Record excerpts
// src/repo/artifact.rs

//! Package artifacts (`.apk` files)
//!
//! An artifact is a series of concatenated gzip'd tar segments. The control
//! segment carries a `.PKGINFO` file with `key = value` lines; the fields
//! needed here are `pkgname`, `pkgver`, `origin` and `arch`.

use crate::db::models::Package;
use crate::error::{Error, Result};
use flate2::read::MultiGzDecoder;
use rusqlite::Connection;
use std::fs::{self, File};
use std::io::Read;
use std::path::{Path, PathBuf};
use tar::Archive;
use tracing::debug;

pub const ARTIFACT_EXTENSION: &str = "apk";

/// Metadata read from an artifact's `.PKGINFO`
#[derive(Debug, Clone, PartialEq, Eq)]
pub struct ArtifactInfo {
    pub pkgname: String,
    pub pkgver: String,
    /// Source package the artifact was built from
    pub origin: String,
    pub arch: Option<String>,
}

/// File name of the artifact for `pkgname` at `version`
pub fn file_name(pkgname: &str, version: &str) -> String {
    format!("{pkgname}-{version}.{ARTIFACT_EXTENSION}")
}

pub fn is_artifact(path: &Path) -> bool {
    path.extension().and_then(|e| e.to_str()) == Some(ARTIFACT_EXTENSION)
}

/// Artifacts in a directory, sorted by file name
///
/// A missing directory has no artifacts.
pub fn list(dir: &Path) -> Result<Vec<PathBuf>> {
    if !dir.is_dir() {
        return Ok(Vec::new());
    }

    let mut artifacts = Vec::new();
    for entry in fs::read_dir(dir)? {
        let path = entry?.path();
        if is_artifact(&path) {
            artifacts.push(path);
        }
    }
    artifacts.sort();
    Ok(artifacts)
}

/// Read the `.PKGINFO` of an artifact
pub fn read_info(path: &Path) -> Result<ArtifactInfo> {
    let file = File::open(path)
        .map_err(|e| Error::ArtifactError(format!("Failed to open {}: {e}", path.display())))?;

    let mut archive = Archive::new(MultiGzDecoder::new(file));
    archive.set_ignore_zeros(true);

    let entries = archive
        .entries()
        .map_err(|e| Error::ArtifactError(format!("Failed to read {}: {e}", path.display())))?;

    for entry in entries {
        let mut entry = entry.map_err(|e| {
            Error::ArtifactError(format!("Failed to read entry in {}: {e}", path.display()))
        })?;

        let is_pkginfo = entry
            .path()
            .map(|p| p.as_os_str() == ".PKGINFO")
            .unwrap_or(false);
        if !is_pkginfo {
            continue;
        }

        let mut content = String::new();
        entry.read_to_string(&mut content).map_err(|e| {
            Error::ArtifactError(format!("Failed to read .PKGINFO of {}: {e}", path.display()))
        })?;
        return parse_pkginfo(&content)
            .map_err(|e| Error::ArtifactError(format!("{}: {e}", path.display())));
    }

    Err(Error::ArtifactError(format!(
        "No .PKGINFO found in {}",
        path.display()
    )))
}

/// Parse `.PKGINFO` content
pub fn parse_pkginfo(content: &str) -> std::result::Result<ArtifactInfo, String> {
    let mut pkgname = None;
    let mut pkgver = None;
    let mut origin = None;
    let mut arch = None;

    for line in content.lines() {
        let line = line.trim();
        if line.is_empty() || line.starts_with('#') {
            continue;
        }

        if let Some((key, value)) = line.split_once('=') {
            let value = value.trim().to_string();
            match key.trim() {
                "pkgname" => pkgname = Some(value),
                "pkgver" => pkgver = Some(value),
                "origin" => origin = Some(value),
                "arch" => arch = Some(value),
                _ => {}
            }
        }
    }

    let pkgname = pkgname.ok_or("missing pkgname in .PKGINFO")?;
    let pkgver = pkgver.ok_or("missing pkgver in .PKGINFO")?;
    // Packages without sub-packages may omit origin
    let origin = origin.unwrap_or_else(|| pkgname.clone());

    Ok(ArtifactInfo {
        pkgname,
        pkgver,
        origin,
        arch,
    })
}

/// Metadata of an artifact whose origin package is recorded at exactly its version
///
/// Returns `None` for artifacts of superseded or unknown packages.
pub fn origin_in_db(
    conn: &Connection,
    arch: &str,
    branch: &str,
    splitrepo: Option<&str>,
    path: &Path,
) -> Result<Option<ArtifactInfo>> {
    let info = read_info(path)?;
    if Package::has_version(conn, arch, branch, splitrepo, &info.origin, &info.pkgver)? {
        Ok(Some(info))
    } else {
        debug!(
            "{}: origin {} {} is not current",
            path.display(),
            info.origin,
            info.pkgver
        );
        Ok(None)
    }
}

#[cfg(test)]
pub(crate) mod tests {
    use super::*;
    use flate2::Compression;
    use flate2::write::GzEncoder;
    use tempfile::TempDir;

    /// Write a minimal artifact with a `.PKGINFO` into `dir`
    pub(crate) fn write_artifact(dir: &Path, pkgname: &str, version: &str, origin: &str) -> PathBuf {
        fs::create_dir_all(dir).unwrap();
        let path = dir.join(file_name(pkgname, version));
        let pkginfo = format!(
            "# Generated by abuild\npkgname = {pkgname}\npkgver = {version}\narch = x86_64\norigin = {origin}\n"
        );

        let file = File::create(&path).unwrap();
        let mut builder = tar::Builder::new(GzEncoder::new(file, Compression::default()));
        let mut header = tar::Header::new_gnu();
        header.set_size(pkginfo.len() as u64);
        header.set_mode(0o644);
        header.set_cksum();
        builder
            .append_data(&mut header, ".PKGINFO", pkginfo.as_bytes())
            .unwrap();
        builder.into_inner().unwrap().finish().unwrap();
        path
    }

    #[test]
    fn test_parse_pkginfo() {
        let info = parse_pkginfo(
            "# comment\npkgname = hello-world-doc\npkgver = 1-r4\norigin = hello-world\narch = x86_64\n",
        )
        .unwrap();
        assert_eq!(info.pkgname, "hello-world-doc");
        assert_eq!(info.pkgver, "1-r4");
        assert_eq!(info.origin, "hello-world");
        assert_eq!(info.arch.as_deref(), Some("x86_64"));
    }

    #[test]
    fn test_parse_pkginfo_without_origin() {
        let info = parse_pkginfo("pkgname = hello-world\npkgver = 1-r4\n").unwrap();
        assert_eq!(info.origin, "hello-world");
        assert!(parse_pkginfo("pkgname = x\n").is_err());
    }

    #[test]
    fn test_read_info_and_list() {
        let dir = TempDir::new().unwrap();
        write_artifact(dir.path(), "hello-world", "1-r4", "hello-world");
        write_artifact(dir.path(), "hello-world-doc", "1-r4", "hello-world");
        fs::write(dir.path().join("APKINDEX.tar.gz"), b"not an artifact").unwrap();

        let artifacts = list(dir.path()).unwrap();
        assert_eq!(artifacts.len(), 2);
        assert!(artifacts[0].ends_with("hello-world-1-r4.apk"));

        let info = read_info(&artifacts[1]).unwrap();
        assert_eq!(info.pkgname, "hello-world-doc");
        assert_eq!(info.origin, "hello-world");
    }

    #[test]
    fn test_list_missing_dir() {
        let dir = TempDir::new().unwrap();
        assert!(list(&dir.path().join("nope")).unwrap().is_empty());
    }
}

Task statement
All of the material should be written out again exactly.

Answer space
// src/repo/artifact.rs

//! Package artifacts (`.apk` files)
//!
//! An artifact is a series of concatenated gzip'd tar segments. The control
//! segment carries a `.PKGINFO` file with `key = value` lines; the fields
//! needed here are `pkgname`, `pkgver`, `origin` and `arch`.

use crate::db::models::Package;
use crate::error::{Error, Result};
use flate2::read::MultiGzDecoder;
use rusqlite::Connection;
use std::fs::{self, File};
use std::io::Read;
use std::path::{Path, PathBuf};
use tar::Archive;
use tracing::debug;

pub const ARTIFACT_EXTENSION: &str = "apk";

/// Metadata read from an artifact's `.PKGINFO`
#[derive(Debug, Clone, PartialEq, Eq)]
pub struct ArtifactInfo {
    pub pkgname: String,
    pub pkgver: String,
    /// Source package the artifact was built from
    pub origin: String,
    pub arch: Option<String>,
}

/// File name of the artifact for `pkgname` at `version`
pub fn file_name(pkgname: &str, version: &str) -> String {
    format!("{pkgname}-{version}.{ARTIFACT_EXTENSION}")
}

pub fn is_artifact(path: &Path) -> bool {
    path.extension().and_then(|e| e.to_str()) == Some(ARTIFACT_EXTENSION)
}

/// Artifacts in a directory, sorted by file name
///
/// A missing directory has no artifacts.
pub fn list(dir: &Path) -> Result<Vec<PathBuf>> {
    if !dir.is_dir() {
        return Ok(Vec::new());
    }

    let mut artifacts = Vec::new();
    for entry in fs::read_dir(dir)? {
        let path = entry?.path();
        if is_artifact(&path) {
            artifacts.push(path);
        }
    }
    artifacts.sort();
    Ok(artifacts)
}

/// Read the `.PKGINFO` of an artifact
pub fn read_info(path: &Path) -> Result<ArtifactInfo> {
    let file = File::open(path)
        .map_err(|e| Error::ArtifactError(format!("Failed to open {}: {e}", path.display())))?;

    let mut archive = Archive::new(MultiGzDecoder::new(file));
    archive.set_ignore_zeros(true);

    let entries = archive
        .entries()
        .map_err(|e| Error::ArtifactError(format!("Failed to read {}: {e}", path.display())))?;

    for entry in entries {
        let mut entry = entry.map_err(|e| {
            Error::ArtifactError(format!("Failed to read entry in {}: {e}", path.display()))
        })?;

        let is_pkginfo = entry
            .path()
            .map(|p| p.as_os_str() == ".PKGINFO")
            .unwrap_or(false);
        if !is_pkginfo {
            continue;
        }

        let mut content = String::new();
        entry.read_to_string(&mut content).map_err(|e| {
            Error::ArtifactError(format!("Failed to read .PKGINFO of {}: {e}", path.display()))
        })?;
        return parse_pkginfo(&content)
            .map_err(|e| Error::ArtifactError(format!("{}: {e}", path.display())));
    }

    Err(Error::ArtifactError(format!(
        "No .PKGINFO found in {}",
        path.display()
    )))
}

/// Parse `.PKGINFO` content
pub fn parse_pkginfo(content: &str) -> std::result::Result<ArtifactInfo, String> {
    let mut pkgname = None;
    let mut pkgver = None;
    let mut origin = None;
    let mut arch = None;

    for line in content.lines() {
        let line = line.trim();
        if line.is_empty() || line.starts_with('#') {
            continue;
        }

        if let Some((key, value)) = line.split_once('=') {
            let value = value.trim().to_string();
            match key.trim() {
                "pkgname" => pkgname = Some(value),
                "pkgver" => pkgver = Some(value),
                "origin" => origin = Some(value),
                "arch" => arch = Some(value),
                _ => {}
            }
        }
    }

    let pkgname = pkgname.ok_or("missing pkgname in .PKGINFO")?;
    let pkgver = pkgver.ok_or("missing pkgver in .PKGINFO")?;
    // Packages without sub-packages may omit origin
    let origin = origin.unwrap_or_else(|| pkgname.clone());

    Ok(ArtifactInfo {
        pkgname,
        pkgver,
        origin,
        arch,
    })
}

/// Metadata of an artifact whose origin package is recorded at exactly its version
///
/// Returns `None` for artifacts of superseded or unknown packages.
pub fn origin_in_db(
    conn: &Connection,
    arch: &str,
    branch: &str,
    splitrepo: Option<&str>,
    path: &Path,
) -> Result<Option<ArtifactInfo>> {
    let info = read_info(path)?;
    if Package::has_version(conn, arch, branch, splitrepo, &info.origin, &info.pkgver)? {
        Ok(Some(info))
    } else {
        debug!(
            "{}: origin {} {} is not current",
            path.display(),
            info.origin,
            info.pkgver
        );
        Ok(None)
    }
}

#[cfg(test)]
pub(crate) mod tests {
    use super::*;
    use flate2::Compression;
    use flate2::write::GzEncoder;
    use tempfile::TempDir;

    /// Write a minimal artifact with a `.PKGINFO` into `dir`
    pub(crate) fn write_artifact(dir: &Path, pkgname: &str, version: &str, origin: &str) -> PathBuf {
        fs::create_dir_all(dir).unwrap();
        let path = dir.join(file_name(pkgname, version));
        let pkginfo = format!(
            "# Generated by abuild\npkgname = {pkgname}\npkgver = {version}\narch = x86_64\norigin = {origin}\n"
        );

        let file = File::create(&path).unwrap();
        let mut builder = tar::Builder::new(GzEncoder::new(file, Compression::default()));
        let mut header = tar::Header::new_gnu();
        header.set_size(pkginfo.len() as u64);
        header.set_mode(0o644);
        header.set_cksum();
        builder
            .append_data(&mut header, ".PKGINFO", pkginfo.as_bytes())
            .unwrap();
        builder.into_inner().unwrap().finish().unwrap();
        path
    }

    #[test]
    fn test_parse_pkginfo() {
        let info = parse_pkginfo(
            "# comment\npkgname = hello-world-doc\npkgver = 1-r4\norigin = hello-world\narch = x86_64\n",
        )
        .unwrap();
        assert_eq!(info.pkgname, "hello-world-doc");
        assert_eq!(info.pkgver, "1-r4");
        assert_eq!(info.origin, "hello-world");
        assert_eq!(info.arch.as_deref(), Some("x86_64"));
    }

    #[test]
    fn test_parse_pkginfo_without_origin() {
        let info = parse_pkginfo("pkgname = hello-world\npkgver = 1-r4\n").unwrap();
        assert_eq!(info.origin, "hello-world");
        assert!(parse_pkginfo("pkgname = x\n").is_err());
    }

    #[test]
    fn test_read_info_and_list() {
        let dir = TempDir::new().unwrap();
        write_artifact(dir.path(), "hello-world", "1-r4", "hello-world");
        write_artifact(dir.path(), "hello-world-doc", "1-r4", "hello-world");
        fs::write(dir.path().join("APKINDEX.tar.gz"), b"not an artifact").unwrap();

        let artifacts = list(dir.path()).unwrap();
        assert_eq!(artifacts.len(), 2);
        assert!(artifacts[0].ends_with("hello-world-1-r4.apk"));

        let info = read_info(&artifacts[1]).unwrap();
        assert_eq!(info.pkgname, "hello-world-doc");
        assert_eq!(info.origin, "hello-world");
    }

    #[test]
    fn test_list_missing_dir() {
        let dir = TempDir::new().unwrap();
        assert!(list(&dir.path().join("nope")).unwrap().is_empty());
    }
}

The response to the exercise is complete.